We could all learn something from them, but I don’t just mean in a hypothetical sense. Their work can be directly applied to bullying prevention and response.

When I was in middle school, I was bullied quite badly. It got to the point where I was considering suicide (though I didn’t tell anyone). The few friends I had had to bear the brunt of my depression and frustration, as I turned around and bullied them in turn.

I remember this one day in seventh grade when some kids cornered me on the playground and made fun of my smile (I have an enormous smile – all teeth and gums) before jumping into a deluge of homophobic and sexist slurs.

It left me feeling defeated.

Despite a few friends trying to cheer me up, I felt alone (“They’re my friends! Theyhave to say that,” I thought).

Later that day while standing in line for lunch, I realized that I had accidentally been caught staring at the coolest eighth grade girl in school.  Her name was Audrey, and man was she cool: haircut, fashion, friends – she was perfect (in the mind of a seventh grader)!

Well, after catching me staring, Audrey came over to me and told me she had seen me being made fun of that morning.

“Great,” I thought. “She missed her chance earlier, and she wants to get in on it now.”

“You shouldn’t listen to them,” she said. “You have the most beautiful smile in the world. Forget about them.”

Then she walked away.

That was the one and only conversation I had with her, but it sure did it have an impact.

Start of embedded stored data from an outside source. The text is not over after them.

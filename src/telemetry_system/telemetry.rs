use crate::control::launch_control::LaunchControl;
use crate::control::rocket::RocketState;
use crate::utils::vector3d::Vector3D;

#[derive(Debug, Clone, PartialEq)]
pub struct TelemetrySample {
    pub time: f64,
    pub state: RocketState,
    pub position: Vector3D,
    pub velocity: Vector3D,
    pub acceleration: Vector3D,
    pub fuel_mass: f64,
    pub total_mass: f64,
}

#[derive(Debug, Clone, PartialEq)]
pub struct FlightSummary {
    pub max_velocity: f64,
    pub max_altitude: f64,
    pub min_fuel: f64,
    pub max_acceleration: f64,
    pub simulation_time: f64,
}

pub struct Telemetry {
    samples: Vec<TelemetrySample>,
    max_velocity: f64,
    max_altitude: f64,
    min_fuel: f64,
    max_acceleration: f64,
    state_times: Vec<(RocketState, f64)>,
    simulation_time: f64,
}

impl Default for Telemetry {
    fn default() -> Self {
        Self::new()
    }
}

impl Telemetry {
    pub fn new() -> Self {
        Telemetry {
            samples: Vec::new(),
            max_velocity: 0.0,
            max_altitude: 0.0,
            min_fuel: f64::MAX,
            max_acceleration: 0.0,
            state_times: Vec::new(),
            simulation_time: 0.0,
        }
    }

    fn format_vector3d(vec: &Vector3D, precision: usize) -> String {
        format!(
            "x = {:.precision$}, y = {:.precision$}, z = {:.precision$}",
            vec.x,
            vec.y,
            vec.z,
            precision = precision
        )
    }

    fn format_time(elapsed_time: f64) -> String {
        if elapsed_time >= 60.0 {
            let minutes = (elapsed_time / 60.0).floor();
            let seconds = elapsed_time % 60.0;
            format!("{:.0}m {:.2}s", minutes, seconds)
        } else {
            format!("{:.2}s", elapsed_time)
        }
    }

    pub fn collect_data(&mut self, control: &LaunchControl, delta_time: f64) {
        self.simulation_time += delta_time;

        let rocket = control.rocket();
        let state = control.state();
        let velocity_magnitude = rocket.kinematics.get_velocity_magnitude();
        let acceleration_magnitude = rocket.kinematics.get_acceleration_magnitude();
        let altitude = control.altitude();
        let fuel = rocket.fuel_mass();

        self.max_velocity = self.max_velocity.max(velocity_magnitude);
        self.max_altitude = self.max_altitude.max(altitude);
        self.min_fuel = self.min_fuel.min(fuel);
        self.max_acceleration = self.max_acceleration.max(acceleration_magnitude);

        self.samples.push(TelemetrySample {
            time: self.simulation_time,
            state,
            position: rocket.position(),
            velocity: rocket.velocity(),
            acceleration: rocket.acceleration(),
            fuel_mass: fuel,
            total_mass: rocket.total_mass(),
        });

        match self.state_times.last() {
            Some((last_state, _)) if *last_state == state => {}
            _ => {
                log::debug!(
                    "State {:?} at {}",
                    state,
                    Self::format_time(self.simulation_time)
                );
                self.state_times.push((state, self.simulation_time));
            }
        }
    }

    pub fn samples(&self) -> &[TelemetrySample] {
        &self.samples
    }

    pub fn state_transitions(&self) -> &[(RocketState, f64)] {
        &self.state_times
    }

    pub fn summary(&self) -> FlightSummary {
        FlightSummary {
            max_velocity: self.max_velocity,
            max_altitude: self.max_altitude,
            min_fuel: if self.samples.is_empty() {
                0.0
            } else {
                self.min_fuel
            },
            max_acceleration: self.max_acceleration,
            simulation_time: self.simulation_time,
        }
    }

    /// Writes the per-tick log at `trace` level and the summary at `info`.
    pub fn display_data(&self) {
        for sample in &self.samples {
            log::trace!(
                "Time: {} | State: {:?} | Position: {} | Velocity: {} | Acceleration: {} | Fuel: {:.4} | Mass: {:.4}",
                Self::format_time(sample.time),
                sample.state,
                Self::format_vector3d(&sample.position, 4),
                Self::format_vector3d(&sample.velocity, 4),
                Self::format_vector3d(&sample.acceleration, 4),
                sample.fuel_mass,
                sample.total_mass
            );
        }

        let summary = self.summary();
        log::info!("--- Simulation Summary ---");
        log::info!("Ticks recorded: {}", self.samples.len());
        log::info!("Flight time: {}", Self::format_time(summary.simulation_time));
        log::info!("Max Velocity: {:.4}", summary.max_velocity);
        log::info!("Max Altitude: {:.4}", summary.max_altitude);
        log::info!("Min Fuel: {:.4}", summary.min_fuel);
        log::info!("Max Acceleration: {:.4}", summary.max_acceleration);

        for (state, time) in &self.state_times {
            log::info!("State {:?} reached at: {}", state, Self::format_time(*time));
        }
    }
}

#[cfg(test)]
mod tests {
    use super::*;
    use crate::config::{RocketConfig, SimulationConfig};

    const FRAME: f64 = 1.0 / 60.0;

    #[test]
    fn test_format_time() {
        assert_eq!(Telemetry::format_time(12.346), "12.35s");
        assert_eq!(Telemetry::format_time(75.5), "1m 15.50s");
    }

    #[test]
    fn test_empty_summary() {
        let telemetry = Telemetry::new();
        let summary = telemetry.summary();
        assert_eq!(summary.min_fuel, 0.0);
        assert_eq!(summary.simulation_time, 0.0);
        assert!(telemetry.samples().is_empty());
    }

    #[test]
    fn test_records_flight_phases() {
        let mut control = LaunchControl::new(SimulationConfig {
            rocket: RocketConfig {
                thrust: 10.0,
                fuel_burn_rate: 6.0,
                ..RocketConfig::default()
            },
            ..SimulationConfig::default()
        });
        let mut telemetry = Telemetry::new();

        telemetry.collect_data(&control, 0.0);
        control.launch().unwrap();

        let mut elapsed = 0.0;
        for _ in 0..100_000 {
            elapsed += FRAME;
            let state = control.tick(elapsed).unwrap();
            telemetry.collect_data(&control, FRAME);
            if state == RocketState::Landed {
                break;
            }
        }

        let states: Vec<RocketState> = telemetry
            .state_transitions()
            .iter()
            .map(|(state, _)| *state)
            .collect();
        assert_eq!(
            states,
            vec![
                RocketState::Idle,
                RocketState::Powered,
                RocketState::Coasting,
                RocketState::Landed
            ]
        );

        let summary = telemetry.summary();
        assert!(summary.max_altitude > 0.0);
        assert!(summary.max_velocity > 0.0);
        assert_eq!(summary.min_fuel, 0.0);
        assert_eq!(telemetry.samples().last().unwrap().position.y, 0.4);
    }
}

A complete stranger, one who I knew didn’t have to risk her social status by doing so, reaffirmed me, reminded me that I am okay, that I shouldn’t let the poison of the bullying inside. In doing so, she planted a seed.

It’s not like things turned around over night, but her words along with the words of my friends and family helped me to get through. Over time, with my attention and the careful attention of those who loved me, the seed Audrey planted grew into some modicum of self-confidence.

Audrey was a first responder. She showed up after a scene of trauma and helped someone who was hurt.

Now imagine if we had communities full of Audreys.

The call to be first responders is to follow up with those who are involved in a situation of bullying to help them heal, to remind them that they are loved and okay.

Sometimes first responding is best done by a loved one, and other times it’s best done by a stranger.  But we need more first responders.

And we don’t just need them for those who’ve been targeted by bullying.  We need them for those who have been exhibiting the bullying behavior. Researchers like Barbara Coloroso help us understand that bullying is not as simple as “she’s a bully and a terrible person.”

Much bullying behavior stems from some trauma, insecurity, or hurt that someone experiences elsewhere in their life. Is it any wonder, then, that I was a pretty big bully to my friends?

In addition to reminding those who are being bullied that they are loved and valued, we need to reach out to those doing the bullying to find out what’s going on in their lives that’s making them act so terribly to other people.

After all, we can’t stop the cycle if we don’t address the root causes of why bullying is taking place.

Banding Together, Transforming Community

Whether we’re participating in a social norming effort, actively interrupting bullying behavior, or reaching out to those affected by bullying, we need to recognize that we can’t do this alone.

One thing is clear to me: The vast majority of us don’t want to see bullying tear apart our communities or hurt our young people any more.

But to build the kind of communities where bullying is not a problem requires us all to play a role.

We all have to stand UP to bullying.